Your task is to copy each line of the material below that includes "unwrap".

- **SOURCE MATERIAL**
"""
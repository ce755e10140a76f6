//! inventory::timestamp
//!
//! UTC timestamps and the feed's two wire formats.

use chrono::{DateTime, SecondsFormat, Utc};

/// A UTC timestamp that knows how the feed spells dates.
///
/// Two renderings exist:
///
/// - [`UtcTimestamp::to_iso_millis`] - full ISO-8601 with millisecond
///   precision and `Z` suffix, used by `allocation-timestamp` and
///   `in-stock-datetime`
/// - [`UtcTimestamp::to_date_z`] - the date component followed by a literal
///   `Z` (`2024-12-25Z`), used by `in-stock-date`. Not a standard format;
///   existing consumers of the feed parse exactly this shape, so it is kept
///   bit-for-bit.
#[derive(Debug, Clone, Copy, PartialEq, Eq)]
pub struct UtcTimestamp(DateTime<Utc>);

impl UtcTimestamp {
    /// The current moment.
    pub fn now() -> Self {
        Self(Utc::now())
    }

    /// Wrap a chrono datetime.
    pub fn from_datetime(dt: DateTime<Utc>) -> Self {
        Self(dt)
    }

    /// The underlying datetime.
    pub fn as_datetime(&self) -> &DateTime<Utc> {
        &self.0
    }

    /// Full ISO-8601: `2024-12-25T08:30:00.000Z`.
    pub fn to_iso_millis(&self) -> String {
        self.0.to_rfc3339_opts(SecondsFormat::Millis, true)
    }

    /// Date-only compatibility form: `2024-12-25Z`.
    pub fn to_date_z(&self) -> String {
        format!("{}Z", self.0.format("%Y-%m-%d"))
    }
}

impl std::fmt::Display for UtcTimestamp {
    fn fmt(&self, f: &mut std::fmt::Formatter<'_>) -> std::fmt::Result {
        write!(f, "{}", self.to_iso_millis())
    }
}

#[cfg(test)]
mod tests {
    use super::*;
    use chrono::TimeZone;

    fn christmas() -> UtcTimestamp {
        UtcTimestamp::from_datetime(Utc.with_ymd_and_hms(2024, 12, 25, 0, 0, 0).unwrap())
    }

    #[test]
    fn iso_millis_has_millisecond_precision_and_z() {
        assert_eq!(christmas().to_iso_millis(), "2024-12-25T00:00:00.000Z");
    }

    #[test]
    fn date_z_truncates_the_time_of_day() {
        assert_eq!(christmas().to_date_z(), "2024-12-25Z");

        let afternoon =
            UtcTimestamp::from_datetime(Utc.with_ymd_and_hms(2024, 12, 25, 15, 42, 7).unwrap());
        assert_eq!(afternoon.to_date_z(), "2024-12-25Z");
    }
}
"""
- **SOLVED EXERCISE**
        UtcTimestamp::from_datetime(Utc.with_ymd_and_hms(2024, 12, 25, 0, 0, 0).unwrap())
            UtcTimestamp::from_datetime(Utc.with_ymd_and_hms(2024, 12, 25, 15, 42, 7).unwrap());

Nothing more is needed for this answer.